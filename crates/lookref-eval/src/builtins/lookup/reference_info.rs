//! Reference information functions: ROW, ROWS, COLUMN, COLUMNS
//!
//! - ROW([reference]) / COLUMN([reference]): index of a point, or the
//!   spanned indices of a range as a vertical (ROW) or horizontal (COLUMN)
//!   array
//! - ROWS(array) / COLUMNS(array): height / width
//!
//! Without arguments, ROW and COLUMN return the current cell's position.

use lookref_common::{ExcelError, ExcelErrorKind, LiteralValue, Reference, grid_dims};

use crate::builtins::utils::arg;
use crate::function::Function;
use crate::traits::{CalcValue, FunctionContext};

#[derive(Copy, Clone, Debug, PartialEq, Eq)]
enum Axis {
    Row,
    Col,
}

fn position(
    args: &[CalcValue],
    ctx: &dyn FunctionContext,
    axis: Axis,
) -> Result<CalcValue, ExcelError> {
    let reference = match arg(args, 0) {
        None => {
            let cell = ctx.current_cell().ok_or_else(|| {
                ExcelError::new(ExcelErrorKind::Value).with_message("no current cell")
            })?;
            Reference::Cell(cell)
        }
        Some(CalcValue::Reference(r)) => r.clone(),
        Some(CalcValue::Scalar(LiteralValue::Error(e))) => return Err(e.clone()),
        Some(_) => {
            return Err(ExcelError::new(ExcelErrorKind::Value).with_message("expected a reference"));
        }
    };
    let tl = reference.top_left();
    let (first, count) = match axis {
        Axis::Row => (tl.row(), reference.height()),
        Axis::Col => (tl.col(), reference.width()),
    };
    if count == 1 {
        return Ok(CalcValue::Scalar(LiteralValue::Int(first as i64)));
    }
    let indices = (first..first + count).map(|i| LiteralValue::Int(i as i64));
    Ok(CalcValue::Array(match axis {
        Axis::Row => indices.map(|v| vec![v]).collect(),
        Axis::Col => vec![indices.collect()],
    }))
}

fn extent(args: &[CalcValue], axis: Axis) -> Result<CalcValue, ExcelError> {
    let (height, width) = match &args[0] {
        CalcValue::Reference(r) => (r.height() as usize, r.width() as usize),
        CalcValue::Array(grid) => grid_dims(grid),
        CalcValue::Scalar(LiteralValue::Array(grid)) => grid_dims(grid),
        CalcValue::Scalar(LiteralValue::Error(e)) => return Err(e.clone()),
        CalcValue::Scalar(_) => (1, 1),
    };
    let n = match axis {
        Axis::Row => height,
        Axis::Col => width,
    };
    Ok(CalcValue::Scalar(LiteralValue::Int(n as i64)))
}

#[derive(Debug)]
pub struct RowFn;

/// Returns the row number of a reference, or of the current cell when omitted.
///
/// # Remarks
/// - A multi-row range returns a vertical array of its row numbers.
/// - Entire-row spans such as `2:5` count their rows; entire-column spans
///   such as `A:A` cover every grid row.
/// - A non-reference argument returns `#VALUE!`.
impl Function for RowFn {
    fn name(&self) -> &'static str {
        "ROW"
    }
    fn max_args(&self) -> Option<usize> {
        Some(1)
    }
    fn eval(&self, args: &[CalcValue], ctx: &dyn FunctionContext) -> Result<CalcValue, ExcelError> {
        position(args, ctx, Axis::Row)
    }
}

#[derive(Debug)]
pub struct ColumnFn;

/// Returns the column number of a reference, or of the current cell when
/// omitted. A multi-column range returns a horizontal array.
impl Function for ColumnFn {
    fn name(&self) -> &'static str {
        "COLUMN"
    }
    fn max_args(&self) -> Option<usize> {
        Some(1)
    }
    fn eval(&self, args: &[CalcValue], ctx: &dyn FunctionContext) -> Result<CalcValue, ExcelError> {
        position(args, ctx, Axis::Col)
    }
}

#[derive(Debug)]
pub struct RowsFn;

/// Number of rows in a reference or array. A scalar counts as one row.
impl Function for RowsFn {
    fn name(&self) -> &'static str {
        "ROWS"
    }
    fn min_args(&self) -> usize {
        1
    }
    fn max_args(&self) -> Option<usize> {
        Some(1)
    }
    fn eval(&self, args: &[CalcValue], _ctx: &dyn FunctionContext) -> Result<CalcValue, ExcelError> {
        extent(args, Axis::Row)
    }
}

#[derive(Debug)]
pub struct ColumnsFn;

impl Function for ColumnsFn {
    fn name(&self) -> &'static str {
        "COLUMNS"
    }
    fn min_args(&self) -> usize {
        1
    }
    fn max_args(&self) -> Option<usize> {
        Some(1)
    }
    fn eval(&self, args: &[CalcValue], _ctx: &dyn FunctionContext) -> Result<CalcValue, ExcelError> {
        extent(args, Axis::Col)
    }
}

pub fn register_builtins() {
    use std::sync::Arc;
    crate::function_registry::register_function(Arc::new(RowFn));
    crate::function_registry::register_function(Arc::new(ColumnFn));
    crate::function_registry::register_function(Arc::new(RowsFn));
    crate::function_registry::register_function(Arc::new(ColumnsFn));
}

══════════

» **INSTRUCTIONS FOR THE TASK**
Take the word "LiteralValue" and find each line of the material that contains it. Copy those lines.

» **EXERCISE RESULT**
use lookref_common::{ExcelError, ExcelErrorKind, LiteralValue, Reference, grid_dims};
        Some(CalcValue::Scalar(LiteralValue::Error(e))) => return Err(e.clone()),
        return Ok(CalcValue::Scalar(LiteralValue::Int(first as i64)));
    let indices = (first..first + count).map(|i| LiteralValue::Int(i as i64));
        CalcValue::Scalar(LiteralValue::Array(grid)) => grid_dims(grid),
        CalcValue::Scalar(LiteralValue::Error(e)) => return Err(e.clone()),
    Ok(CalcValue::Scalar(LiteralValue::Int(n as i64)))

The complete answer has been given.